# EXERCISE MATERIALS
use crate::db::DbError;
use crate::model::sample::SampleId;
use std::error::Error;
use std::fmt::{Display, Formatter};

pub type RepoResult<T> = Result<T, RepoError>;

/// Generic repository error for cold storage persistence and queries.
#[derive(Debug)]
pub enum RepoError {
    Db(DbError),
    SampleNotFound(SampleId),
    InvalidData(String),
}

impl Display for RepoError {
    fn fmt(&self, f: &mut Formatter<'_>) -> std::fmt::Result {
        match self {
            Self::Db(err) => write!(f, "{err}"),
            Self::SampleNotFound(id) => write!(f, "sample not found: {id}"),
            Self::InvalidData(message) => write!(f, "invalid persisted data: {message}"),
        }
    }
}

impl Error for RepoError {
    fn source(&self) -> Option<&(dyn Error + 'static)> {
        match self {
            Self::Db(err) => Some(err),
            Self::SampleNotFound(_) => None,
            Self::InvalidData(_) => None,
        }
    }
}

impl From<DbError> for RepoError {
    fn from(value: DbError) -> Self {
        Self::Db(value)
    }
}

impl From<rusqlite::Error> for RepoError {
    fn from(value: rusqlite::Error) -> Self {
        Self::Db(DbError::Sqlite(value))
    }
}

# EXERCISE GOAL
Filter the entries above down to the lines containing the word "write".

# RESPONSE BELOW
            Self::Db(err) => write!(f, "{err}"),
            Self::SampleNotFound(id) => write!(f, "sample not found: {id}"),
            Self::InvalidData(message) => write!(f, "invalid persisted data: {message}"),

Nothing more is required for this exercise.